TAMPA — Prescription drug trafficking has taken a hit in recent weeks.
On Wednesday, the Hillsborough County Sheriff's Office wrapped up its first major operation, netting 135 arrests and 5,000 confiscated pills. And a Central Florida pain clinic co-owner pleaded guilty Monday to trafficking oxycodone.
But until Florida catches up to other states with more stringent regulations, making arrests will only put a dent in a larger problem, said Hillsborough County sheriff's Maj. Donna Luscynski, who led Operation Side Effects.
"We can arrest all the people we want, but until something gets changed, it will continue to be a problem," she said.

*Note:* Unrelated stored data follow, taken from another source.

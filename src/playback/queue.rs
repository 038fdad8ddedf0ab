//! Ordered track queue
//!
//! FIFO by default, with index-based insertion for "play now" semantics.
//! The queue never holds the currently streaming track; the engine removes
//! the head at the moment playback starts and parks it in
//! [`crate::state::PlayerState`].
//!
//! No internal locking: the engine serializes all access behind a single
//! lock on its control path.

use crate::error::{Error, Result};
use crate::events::{EventBus, PlayerEvent};
use crate::track::Track;
use tracing::debug;
use uuid::Uuid;

/// Ordered, mutable sequence of pending tracks
pub struct TrackQueue {
    tracks: Vec<Track>,
    events: EventBus,
}

impl TrackQueue {
    /// Create an empty queue publishing mutations on `events`
    pub fn new(events: EventBus) -> Self {
        Self {
            tracks: Vec::new(),
            events,
        }
    }

    /// Append a track to the tail and fire a queue-changed notification
    pub fn append(&mut self, track: Track) {
        debug!(title = %track.title, "queue append");
        self.tracks.push(track);
        self.events.emit_lossy(PlayerEvent::QueueChanged {
            timestamp: chrono::Utc::now(),
        });
    }

    /// Insert a track before `index` (clamped to the queue length) and fire
    /// a queue-changed notification
    pub fn insert_at(&mut self, index: usize, track: Track) {
        let index = index.min(self.tracks.len());
        debug!(title = %track.title, index, "queue insert");
        self.tracks.insert(index, track);
        self.events.emit_lossy(PlayerEvent::QueueChanged {
            timestamp: chrono::Utc::now(),
        });
    }

    /// Remove and return the head of the queue
    pub fn dequeue(&mut self) -> Result<Track> {
        if self.tracks.is_empty() {
            return Err(Error::EmptyQueue);
        }
        Ok(self.tracks.remove(0))
    }

    /// Return the head of the queue without removing it
    pub fn peek(&self) -> Result<&Track> {
        self.tracks.first().ok_or(Error::EmptyQueue)
    }

    /// Remove all tracks, firing a single queue-cleared notification
    pub fn clear(&mut self) {
        self.tracks.clear();
        self.events.emit_lossy(PlayerEvent::QueueCleared {
            timestamp: chrono::Utc::now(),
        });
    }

    /// Number of pending tracks
    pub fn len(&self) -> usize {
        self.tracks.len()
    }

    /// Whether the queue holds no tracks
    pub fn is_empty(&self) -> bool {
        self.tracks.is_empty()
    }

    /// Whether a track with the given id is queued
    pub fn contains(&self, id: Uuid) -> bool {
        self.tracks.iter().any(|t| t.id == id)
    }

    /// Position of the track with the given id, if queued
    pub fn index_of(&self, id: Uuid) -> Option<usize> {
        self.tracks.iter().position(|t| t.id == id)
    }

    /// Track at `index`, if in range
    pub fn get(&self, index: usize) -> Option<&Track> {
        self.tracks.get(index)
    }

    /// Replace the track at `index`. Returns false if out of range; no
    /// notification fires for in-place replacement.
    pub fn set(&mut self, index: usize, track: Track) -> bool {
        match self.tracks.get_mut(index) {
            Some(slot) => {
                *slot = track;
                true
            }
            None => false,
        }
    }

    /// Remove and return the track at `index`, if in range
    pub fn remove_at(&mut self, index: usize) -> Option<Track> {
        if index < self.tracks.len() {
            Some(self.tracks.remove(index))
        } else {
            None
        }
    }

    /// Snapshot of all pending tracks in playback order
    pub fn tracks(&self) -> Vec<Track> {
        self.tracks.clone()
    }
}
//! Event system for the voiceplay engine
//!
//! One-to-many broadcasting over `tokio::sync::broadcast`. The engine's
//! control loop and any number of external observers (bot glue, logging
//! sinks) subscribe to the same bus; a slow or failing subscriber only
//! affects its own receiver, never the state machine.

use crate::track::Track;
use chrono::{DateTime, Utc};
use serde::{Deserialize, Serialize};
use tokio::sync::broadcast;

/// Events published by the engine
#[derive(Debug, Clone, Serialize, Deserialize)]
#[serde(tag = "type")]
pub enum PlayerEvent {
    /// A track was appended to or inserted into the queue
    QueueChanged { timestamp: DateTime<Utc> },

    /// The queue was cleared in one operation
    QueueCleared { timestamp: DateTime<Utc> },

    /// A track began streaming to the transport
    PlaybackStarted {
        track: Track,
        timestamp: DateTime<Utc>,
    },

    /// A track stopped streaming.
    ///
    /// `completed` is false when the copy ended in an I/O fault rather than
    /// end-of-stream. A skipped track still reports `completed = true`:
    /// killing the decode process closes its output pipe cleanly.
    PlaybackFinished {
        track: Track,
        completed: bool,
        timestamp: DateTime<Utc>,
    },

    /// Playback of a track could not be started; the track was discarded
    PlaybackFailed {
        track: Track,
        message: String,
        timestamp: DateTime<Utc>,
    },

    /// The engine released its transport connection
    TransportDisconnected { timestamp: DateTime<Utc> },
}

impl PlayerEvent {
    /// Timestamp carried by any event variant
    pub fn timestamp(&self) -> DateTime<Utc> {
        match self {
            PlayerEvent::QueueChanged { timestamp }
            | PlayerEvent::QueueCleared { timestamp }
            | PlayerEvent::PlaybackStarted { timestamp, .. }
            | PlayerEvent::PlaybackFinished { timestamp, .. }
            | PlayerEvent::PlaybackFailed { timestamp, .. }
            | PlayerEvent::TransportDisconnected { timestamp } => *timestamp,
        }
    }
}

/// Broadcast bus for [`PlayerEvent`]
///
/// Cloneable handle; all clones share the same channel.
#[derive(Clone)]
pub struct EventBus {
    tx: broadcast::Sender<PlayerEvent>,
    capacity: usize,
}

impl EventBus {
    /// Create a bus buffering up to `capacity` events per subscriber
    pub fn new(capacity: usize) -> Self {
        let (tx, _) = broadcast::channel(capacity);
        Self { tx, capacity }
    }

    /// Subscribe to all future events
    pub fn subscribe(&self) -> broadcast::Receiver<PlayerEvent> {
        self.tx.subscribe()
    }

    /// Emit an event to all subscribers.
    ///
    /// Returns the subscriber count, or an error when nobody is listening.
    pub fn emit(
        &self,
        event: PlayerEvent,
    ) -> Result<usize, broadcast::error::SendError<PlayerEvent>> {
        self.tx.send(event)
    }

    /// Emit an event, ignoring whether anyone is listening
    pub fn emit_lossy(&self, event: PlayerEvent) {
        let _ = self.tx.send(event);
    }

    /// Number of live subscribers
    pub fn subscriber_count(&self) -> usize {
        self.tx.receiver_count()
    }

    /// Configured channel capacity
    pub fn capacity(&self) -> usize {
        self.capacity
    }
}
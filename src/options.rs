//! Playback policy options
//!
//! Controls what the engine does around the edges of playback: whether to
//! release the transport when the queue drains or on an explicit stop, and
//! whether downloaded files are removed once played.

use serde::{Deserialize, Serialize};

/// Playback policy flags, read by the orchestrator at transition points.
///
/// Deserializable so hosts can load them from their own configuration file.
#[derive(Debug, Clone, Copy, PartialEq, Eq, Serialize, Deserialize)]
#[serde(default)]
pub struct PlaybackOptions {
    /// Disconnect from the transport when the queue drains naturally
    pub leave_on_end: bool,

    /// Disconnect when no listeners remain in the channel.
    ///
    /// Recognized but currently unenforced: the transport contract exposes
    /// no channel-occupancy information.
    pub leave_on_empty: bool,

    /// Disconnect after an explicit stop command
    pub leave_on_stop: bool,

    /// Remove a track's local file once it has finished streaming
    pub delete_after_play: bool,
}

impl Default for PlaybackOptions {
    fn default() -> Self {
        Self {
            leave_on_end: false,
            leave_on_empty: true,
            leave_on_stop: true,
            delete_after_play: true,
        }
    }
}

#[cfg(test)]
mod tests {
    use super::*;

    #[test]
    fn test_defaults() {
        let options = PlaybackOptions::default();
        assert!(!options.leave_on_end);
        assert!(options.leave_on_empty);
        assert!(options.leave_on_stop);
        assert!(options.delete_after_play);
    }

    #[test]
    fn test_deserialize_from_toml() {
        let options: PlaybackOptions = toml::from_str(
            r#"
            leave_on_end = true
            delete_after_play = false
            "#,
        )
        .unwrap();

        assert!(options.leave_on_end);
        assert!(!options.delete_after_play);
        // Unspecified fields fall back to defaults
        assert!(options.leave_on_empty);
        assert!(options.leave_on_stop);
    }

    #[test]
    fn test_serialize_round_trip() {
        let options = PlaybackOptions {
            leave_on_end: true,
            leave_on_empty: false,
            leave_on_stop: false,
            delete_after_play: true,
        };
        let json = serde_json::to_string(&options).unwrap();
        let back: PlaybackOptions = serde_json::from_str(&json).unwrap();
        assert_eq!(options, back);
    }
}
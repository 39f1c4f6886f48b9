//! Generation error taxonomy
//!
//! Only the startup checks (`InvalidPhysicsConstants`, `InvalidSettings`) are
//! fatal. Everything else is logged at the call site and the operation
//! degrades to a no-op.

use thiserror::Error;

#[derive(Debug, Error, Clone, PartialEq)]
pub enum GenError {
    #[error("invalid physics constants: gravity={gravity}, jump_velocity={jump_velocity}, run_speed={run_speed}")]
    InvalidPhysicsConstants {
        gravity: f32,
        jump_velocity: f32,
        run_speed: f32,
    },
    #[error("unreachable gap dx={dx:.1} dy={dy:.1} (limit dx={max_dx:.1} dy={max_dy:.1})")]
    UnreachableGapAttempt {
        dx: f32,
        dy: f32,
        max_dx: f32,
        max_dy: f32,
    },
    #[error("pattern {index} not found (library has {len})")]
    PatternNotFound { index: usize, len: usize },
    #[error("{0} spawner unavailable")]
    SpawnerUnavailable(&'static str),
    #[error("invalid settings: {0}")]
    InvalidSettings(String),
}
//! Enemy placement policy and per-kind object pools
//!
//! Only placement is decided here (whether a row gets an enemy, which kind,
//! and where on the row). Behaviour belongs to the host.

use rand::Rng;
use serde::{Deserialize, Serialize};

use super::state::{HazardFront, Row};
use super::weighted_index;
use crate::consts::*;

/// Enemy types
#[derive(Debug, Clone, Copy, PartialEq, Eq, Hash, Serialize, Deserialize)]
pub enum EnemyKind {
    Patrol,
    Shooter,
    JumperShooter,
    Spike,
}

impl EnemyKind {
    pub const ALL: [EnemyKind; 4] = [
        EnemyKind::Patrol,
        EnemyKind::Shooter,
        EnemyKind::JumperShooter,
        EnemyKind::Spike,
    ];

    #[inline]
    pub fn index(self) -> usize {
        match self {
            EnemyKind::Patrol => 0,
            EnemyKind::Shooter => 1,
            EnemyKind::JumperShooter => 2,
            EnemyKind::Spike => 3,
        }
    }

    pub fn as_str(&self) -> &'static str {
        match self {
            EnemyKind::Patrol => "patrol",
            EnemyKind::Shooter => "shooter",
            EnemyKind::JumperShooter => "jumperShooter",
            EnemyKind::Spike => "spike",
        }
    }

    /// Selection weight at a difficulty tier (0 = not yet unlocked)
    pub fn weight(self, tier: u32) -> u32 {
        match self {
            EnemyKind::Patrol => 10,
            EnemyKind::Spike => 3 + tier / 2,
            EnemyKind::Shooter if tier >= 2 => 2 + tier,
            EnemyKind::JumperShooter if tier >= 4 => tier - 2,
            _ => 0,
        }
    }
}

/// A pooled enemy entity
#[derive(Debug, Clone, PartialEq, Serialize, Deserialize)]
pub struct Enemy {
    pub id: u32,
    pub kind: EnemyKind,
    pub x: f32,
    pub y: f32,
    /// Row the enemy stands on
    pub row_id: u32,
    pub active: bool,
}

/// Stable reference to a pool slot
#[derive(Debug, Clone, Copy, PartialEq, Eq, Hash, Serialize, Deserialize)]
pub struct EnemyHandle {
    pub kind: EnemyKind,
    pub slot: usize,
}

/// Reusable enemies of a single kind. Grows on demand, never shrinks.
#[derive(Debug, Clone)]
pub struct EnemyPool {
    kind: EnemyKind,
    slots: Vec<Enemy>,
    free: Vec<usize>,
}

impl EnemyPool {
    pub fn new(kind: EnemyKind) -> Self {
        Self {
            kind,
            slots: Vec::new(),
            free: Vec::new(),
        }
    }

    pub fn kind(&self) -> EnemyKind {
        self.kind
    }

    /// Total slots ever allocated
    pub fn capacity(&self) -> usize {
        self.slots.len()
    }

    pub fn active_count(&self) -> usize {
        self.slots.len() - self.free.len()
    }

    pub fn get(&self, slot: usize) -> Option<&Enemy> {
        self.slots.get(slot).filter(|e| e.active)
    }

    /// Borrow a slot, reusing a free one before allocating
    fn acquire(&mut self, id: u32, x: f32, y: f32, row_id: u32) -> EnemyHandle {
        let enemy = Enemy {
            id,
            kind: self.kind,
            x,
            y,
            row_id,
            active: true,
        };
        let slot = match self.free.pop() {
            Some(slot) => {
                self.slots[slot] = enemy;
                slot
            }
            None => {
                self.slots.push(enemy);
                self.slots.len() - 1
            }
        };
        EnemyHandle {
            kind: self.kind,
            slot,
        }
    }

    /// Return a slot; false if it was not active
    fn release(&mut self, slot: usize) -> bool {
        match self.slots.get_mut(slot) {
            Some(enemy) if enemy.active => {
                enemy.active = false;
                self.free.push(slot);
                true
            }
            _ => false,
        }
    }
}

/// One pool per enemy kind
#[derive(Debug, Clone)]
pub struct EnemyPools {
    pools: [EnemyPool; 4],
    next_id: u32,
}

impl Default for EnemyPools {
    fn default() -> Self {
        Self {
            pools: EnemyKind::ALL.map(EnemyPool::new),
            next_id: 1,
        }
    }
}

impl EnemyPools {
    pub fn pool(&self, kind: EnemyKind) -> &EnemyPool {
        &self.pools[kind.index()]
    }

    pub fn acquire(&mut self, kind: EnemyKind, x: f32, y: f32, row_id: u32) -> EnemyHandle {
        let id = self.next_id;
        self.next_id += 1;
        self.pools[kind.index()].acquire(id, x, y, row_id)
    }

    pub fn release(&mut self, handle: EnemyHandle) -> bool {
        self.pools[handle.kind.index()].release(handle.slot)
    }

    pub fn get(&self, handle: EnemyHandle) -> Option<&Enemy> {
        self.pools[handle.kind.index()].get(handle.slot)
    }

    pub fn active_count(&self) -> usize {
        self.pools.iter().map(EnemyPool::active_count).sum()
    }

    /// Active enemies in stable (kind, slot) order
    pub fn active(&self) -> impl Iterator<Item = &Enemy> {
        self.pools.iter().flat_map(|p| p.slots.iter().filter(|e| e.active))
    }
}

/// Decides whether and where a new row receives an enemy
#[derive(Debug, Clone)]
pub struct EnemyPlacementPolicy {
    pub min_platform_width: f32,
    /// Minimum vertical distance between the row and the hazard front
    pub spawn_safe_padding: f32,
    /// The enemy stays strictly farther than this from either platform edge
    pub safe_zone_padding: f32,
}

impl Default for EnemyPlacementPolicy {
    fn default() -> Self {
        Self {
            min_platform_width: ENEMY_MIN_PLATFORM_WIDTH,
            spawn_safe_padding: ENEMY_SPAWN_SAFE_PADDING,
            safe_zone_padding: SAFE_ZONE_PADDING,
        }
    }
}

impl EnemyPlacementPolicy {
    /// Chance a row that passes the safety checks receives an enemy
    pub fn spawn_chance(tier: u32) -> f32 {
        (ENEMY_BASE_CHANCE + tier as f32 * ENEMY_CHANCE_PER_TIER).min(ENEMY_MAX_CHANCE)
    }

    /// Horizontal span an enemy may stand in, if the row is safe to populate
    pub fn eligible_span(&self, row: &Row, hazard: &HazardFront) -> Option<(f32, f32)> {
        if hazard.clearance(row.y) < self.spawn_safe_padding {
            return None;
        }
        let platform = row.widest_static()?;
        if platform.width < self.min_platform_width {
            return None;
        }
        let inset = self.safe_zone_padding + SAFE_ZONE_MARGIN;
        let left = platform.left() + inset;
        let right = platform.right() - inset;
        (right > left).then_some((left, right))
    }

    /// Place an enemy on the row if it is eligible and the tier roll succeeds
    pub fn place_if_eligible<R: Rng>(
        &self,
        row: &Row,
        hazard: &HazardFront,
        tier: u32,
        pools: &mut EnemyPools,
        rng: &mut R,
    ) -> Option<EnemyHandle> {
        let (left, right) = self.eligible_span(row, hazard)?;

        if rng.random::<f32>() >= Self::spawn_chance(tier) {
            return None;
        }

        let weights = EnemyKind::ALL.map(|k| k.weight(tier));
        let kind = EnemyKind::ALL[weighted_index(&weights, rng)?];
        let x = rng.random_range(left..right);
        let handle = pools.acquire(kind, x, row.y, row.id);
        log::debug!("Placed {} on row {} at x={:.0}", kind.as_str(), row.id, x);
        Some(handle)
    }
}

She called prescription medications "the new crack," adding that the number of prescription drug-related deaths in Florida has dramatically increased.
In the first half of 2009, oxycodone caused 499 deaths, according to the Florida Department of Law Enforcement. That's more than double the number of deaths caused by cocaine in the same period — and nearly five times the number of deaths caused by oxycodone in the first half of 2006.
In Florida, regulations for pain clinics lag behind those of other states. People seeking medications to sell on the street often drive to Florida to get the pills. Fourteen of those arrested in Operation Side Effects were from out of state, Luscynski said.
"Two men from Tennessee came to buy 1,000 oxycodone pills," she said. "They drove overnight to buy them at $5 a pill and then sell them at $30 each."
That's a profit of $25,000.
Florida lawmakers are trying to catch up and crack down.
On April 29, the state Legislature passed a bill that would limit the number of pills that can be sold to patients, curb advertising and impose tougher standards for doctors and clinic owners. It awaits Gov. Charlie Crist's signature. If approved, it would take effect Oct. 1.
All pain-management physicians, even those running legitimate businesses, would have to deal with the increased regulations, which could cost thousands of dollars in inspections, licensing and permits. But Dr. Deborah H. Tracy, president-elect of the Florida Society of International Pain Physicians, said she supports the proposed legislation.
"It will create more of a hassle for all of us," said Tracy, who works in Spring Hill. "But we recognize there's a problem. So even though it's a pain, we support it."
In the meantime, Pinellas has approved a temporary moratorium on new pain-management clinics. It will be in place until Oct. 1 and could be extended.
Hillsborough County commissioners are considering a similar ordinance, proposed by Commissioner Rose Ferlita, a pharmacist.
Tampa is working on its own ordinance, City Attorney Chip Fletcher said.
An important part of the state's crackdown is the prescription drug monitoring system, which the Legislature passed but likely won't start until next year. It would electronically track prescriptions to prevent people from "doctor shopping" or getting too many pills in a short period of time.
Although Luscynski hopes the new regulations will help, she's not content to simply wait. The 135 people arrested in the monthlong operation were all patients, and she said there are pain clinic employees and doctors who are involved in the fraud. Detectives will pursue them in the next phase, she said.
She's careful to point out that many of the county's 73 registered pain clinics seem to be legitimate. And some doctors don't necessarily know that they're prescribing medications to people who plan to sell them, she said.
Nonetheless, local physicians and high-level employees have been accused of illegally prescribing medications.
On Monday, Troy Wubbena, a co-owner of the Neurology & Pain Center clinics in Central Florida, pleaded guilty to charges of trafficking oxycodone.
Authorities say Wubbena, of Tampa, got blank prescription forms presigned by his supervising physician, Dr. Jeffrey Friedlaner, who recently pleaded guilty to conspiring to illegally prescribe oxycodone and conspiring to defraud Medicare.